Como posso investir no índice? Existem diversas maneiras diferentes de se investir visando obter um desempenho parecido com o do IBOV. A primeira, e mais fácil, é a aquisição de cotas de fundos de investimentos em ações que tenham como referência o IBOVESPA. Qualquer pessoa que tenha conta em banco é capaz de fazer esse tipo de investimento. O problema são as altas taxas de administrações que comem boa parte dos rendimentos. Existem outras opções e elas serão abordadas futuramente.

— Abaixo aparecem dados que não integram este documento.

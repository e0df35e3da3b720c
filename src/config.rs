use std::net::SocketAddr;
use std::path::PathBuf;
use std::time::Duration;

use clap::{Args, Parser, Subcommand};

use crate::encoder::UnkPolicy;
use crate::sniff::{CaptureLimits, PcapSource};

#[derive(Debug, Parser)]
#[command(
    name = "kddsniff",
    version,
    about = "Classify network traffic against the NSL-KDD feature schema"
)]
pub struct Cli {
    #[command(flatten)]
    pub settings: Settings,

    #[command(subcommand)]
    pub command: Command,
}

#[derive(Debug, Clone, Args)]
pub struct Settings {
    /// Directory holding forest.json, encoders.json and labels.json
    #[arg(long, env = "KDDSNIFF_MODEL_DIR", default_value = "model")]
    pub model_dir: PathBuf,

    /// Capture interface (pcap's default device when omitted)
    #[arg(long, env = "KDDSNIFF_INTERFACE")]
    pub interface: Option<String>,

    /// BPF filter applied to live captures
    #[arg(long, env = "KDDSNIFF_FILTER")]
    pub filter: Option<String>,

    /// Packets per capture window
    #[arg(long, env = "KDDSNIFF_CAPTURE_COUNT", default_value_t = 200)]
    pub capture_count: usize,

    /// Capture window length in seconds
    #[arg(long, env = "KDDSNIFF_CAPTURE_TIMEOUT", default_value_t = 6)]
    pub capture_timeout: u64,

    /// When the UNK code joins the categorical vocabularies
    #[arg(long, env = "KDDSNIFF_UNK_POLICY", value_enum, default_value_t = UnkPolicy::Sealed)]
    pub unk_policy: UnkPolicy,

    /// Largest accepted `/predict` upload, in megabytes
    #[arg(long, env = "KDDSNIFF_MAX_UPLOAD_MB", default_value_t = 512)]
    pub max_upload_mb: usize,

    /// Write each encoded live frame to this CSV file
    #[arg(long, env = "KDDSNIFF_DEBUG_DUMP")]
    pub debug_dump: Option<PathBuf>,
}

impl Settings {
    pub fn limits(&self) -> CaptureLimits {
        CaptureLimits {
            max_packets: self.capture_count,
            max_duration: Duration::from_secs(self.capture_timeout),
        }
    }

    pub fn upload_limit(&self) -> usize {
        self.max_upload_mb.saturating_mul(1024 * 1024)
    }

    /// Live device capture, or replay of `pcap` when given.
    pub fn source(&self, pcap: Option<PathBuf>) -> PcapSource {
        let source = match pcap {
            Some(path) => PcapSource::file(path),
            None => PcapSource::device(self.interface.clone()),
        };
        source.with_filter(self.filter.clone())
    }
}

#[derive(Debug, Subcommand)]
pub enum Command {
    /// Serve the HTTP API
    Serve {
        #[arg(long, env = "KDDSNIFF_BIND", default_value = "127.0.0.1:5000")]
        bind: SocketAddr,
    },
    /// Classify a CSV of NSL-KDD feature rows
    Predict { file: PathBuf },
    /// Capture one window and classify its flows
    Live {
        /// Read packets from a capture file instead of an interface
        #[arg(long)]
        pcap: Option<PathBuf>,
    },
}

Outra pergunta: é proibido investir em um único ativo? Não, mas para isso acontecer é necessário estudo e dedicação. É necessário conhecer bem a dinâmica do mercado, conhecer alguma técnica de análise de ativos e ter um manejo de risco muito bem definido. No primeiro texto escrevi a respeito das armadilhas do mercado e do dinheiro “fácil”. No mercado existem excelentes oportunidades prontas para serem aproveitadas por quem estiver preparado para aproveitá-las.

4 comentários:

  1. Recordar é viver...

    Quando escuto alguém falando em "empresas sólidas", lembro logo da Paranapanema, Telebrás e Telemar. Cada uma, a seu tempo, dominou o pregão da Bovespa.

    Hoje, parte destas empresas e, respectivamente suas ações em bolsa, perderam boa parte de seu brilho e, os investidores que investiram suas economias em tais "empresas sólidas" certamente descobriram que a "blue chip" de hoje pode ser a ação esquecida de amanhã.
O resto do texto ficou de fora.